[ACTIVITY] Count the lines of data below that include "normalized". Provide only the number.

::: DATASET :::

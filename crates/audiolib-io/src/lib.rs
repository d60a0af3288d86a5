//! Sample-format conversion and WAV I/O for audiolib.
//!
//! This crate provides:
//!
//! - **PCM conversion**: [`signed_to_float`], [`unsigned_to_float`] and
//!   [`float_to_signed`] map between fixed-point PCM codes and normalized
//!   `f64` amplitude
//! - **WAV file I/O**: [`read_wav`] and [`write_wav`] load and save
//!   per-channel normalized buffers
//!
//! ## Quick Start
//!
//! ```rust,ignore
//! use audiolib_io::{read_wav, write_wav, SampleFormat};
//!
//! let data = read_wav("capture.wav")?;
//! println!("{} channels at {} Hz", data.channels.len(), data.sample_rate);
//!
//! write_wav("capture_16bit.wav", &data, SampleFormat::Pcm { bits: 16 })?;
//! ```

mod pcm;
mod wav;

pub use pcm::{
    MAX_BIT_DEPTH, PcmEncoding, float_to_signed, float_to_unsigned, signed_to_float, to_float,
    unsigned_to_float,
};
pub use wav::{
    SampleFormat, WRITABLE_PCM_BITS, WavData, WavFormat, WavInfo, read_wav, read_wav_info,
    read_wavs, write_wav,
};

/// Error types for sample conversion and audio file operations.
#[derive(Debug, thiserror::Error)]
pub enum Error {
    /// An argument was outside its accepted domain.
    #[error("invalid argument: {0}")]
    InvalidArgument(String),

    /// The requested conversion direction is not available.
    #[error("not implemented: {0}")]
    NotImplemented(&'static str),

    /// Paired buffers disagree in length.
    #[error("shape mismatch: {what} has length {actual}, expected {expected}")]
    ShapeMismatch {
        /// Which buffer had the wrong length.
        what: String,
        /// Length required by the other inputs.
        expected: usize,
        /// Length actually supplied.
        actual: usize,
    },

    /// WAV file read/write error.
    #[error("WAV file error: {0}")]
    Wav(#[from] hound::Error),

    /// Standard I/O error.
    #[error("IO error: {0}")]
    Io(#[from] std::io::Error),
}

/// Convenience result type for conversion and I/O operations.
pub type Result<T> = std::result::Result<T, Error>;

:::

[EXERCISE OUTPUT] 2